§ Task details
Which lines below hold the word "CryptoEngine"? Report each one.

===== The records

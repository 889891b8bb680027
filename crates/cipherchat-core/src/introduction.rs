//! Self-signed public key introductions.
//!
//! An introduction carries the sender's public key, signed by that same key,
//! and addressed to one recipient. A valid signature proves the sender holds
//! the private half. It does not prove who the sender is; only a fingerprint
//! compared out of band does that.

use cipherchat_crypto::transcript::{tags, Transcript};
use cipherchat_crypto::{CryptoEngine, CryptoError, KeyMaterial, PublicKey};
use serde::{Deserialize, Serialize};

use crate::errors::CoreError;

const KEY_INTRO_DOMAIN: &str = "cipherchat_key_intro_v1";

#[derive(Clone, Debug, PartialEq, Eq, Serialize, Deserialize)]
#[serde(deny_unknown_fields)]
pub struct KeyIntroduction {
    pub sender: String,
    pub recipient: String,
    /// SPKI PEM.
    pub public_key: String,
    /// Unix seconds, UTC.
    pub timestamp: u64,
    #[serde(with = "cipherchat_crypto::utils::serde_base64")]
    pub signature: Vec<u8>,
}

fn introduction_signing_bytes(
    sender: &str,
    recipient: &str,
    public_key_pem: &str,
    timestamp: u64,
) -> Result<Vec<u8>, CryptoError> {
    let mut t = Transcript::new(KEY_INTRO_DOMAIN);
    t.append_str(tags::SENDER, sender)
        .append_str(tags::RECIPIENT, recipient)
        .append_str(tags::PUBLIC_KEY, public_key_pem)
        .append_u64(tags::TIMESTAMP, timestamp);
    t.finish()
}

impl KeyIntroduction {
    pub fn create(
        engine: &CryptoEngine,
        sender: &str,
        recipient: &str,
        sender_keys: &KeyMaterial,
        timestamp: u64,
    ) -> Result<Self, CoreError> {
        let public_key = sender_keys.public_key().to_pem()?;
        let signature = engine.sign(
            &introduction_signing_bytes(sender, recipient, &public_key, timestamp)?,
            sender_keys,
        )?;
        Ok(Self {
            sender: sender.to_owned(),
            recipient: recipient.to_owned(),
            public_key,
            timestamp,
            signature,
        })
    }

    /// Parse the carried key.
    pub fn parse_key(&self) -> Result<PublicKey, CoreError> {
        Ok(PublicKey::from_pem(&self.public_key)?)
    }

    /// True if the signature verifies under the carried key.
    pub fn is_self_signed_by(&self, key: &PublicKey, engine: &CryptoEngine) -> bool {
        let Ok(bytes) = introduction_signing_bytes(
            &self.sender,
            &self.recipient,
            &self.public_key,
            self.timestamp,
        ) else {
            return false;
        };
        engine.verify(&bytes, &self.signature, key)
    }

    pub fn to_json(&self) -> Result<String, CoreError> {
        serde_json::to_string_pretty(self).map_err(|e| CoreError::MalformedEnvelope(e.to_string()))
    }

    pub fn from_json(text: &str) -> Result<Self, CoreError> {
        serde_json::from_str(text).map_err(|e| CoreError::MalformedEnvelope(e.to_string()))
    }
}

==========

§ Response box
use cipherchat_crypto::{CryptoEngine, CryptoError, KeyMaterial, PublicKey};
        engine: &CryptoEngine,
    pub fn is_self_signed_by(&self, key: &PublicKey, engine: &CryptoEngine) -> bool {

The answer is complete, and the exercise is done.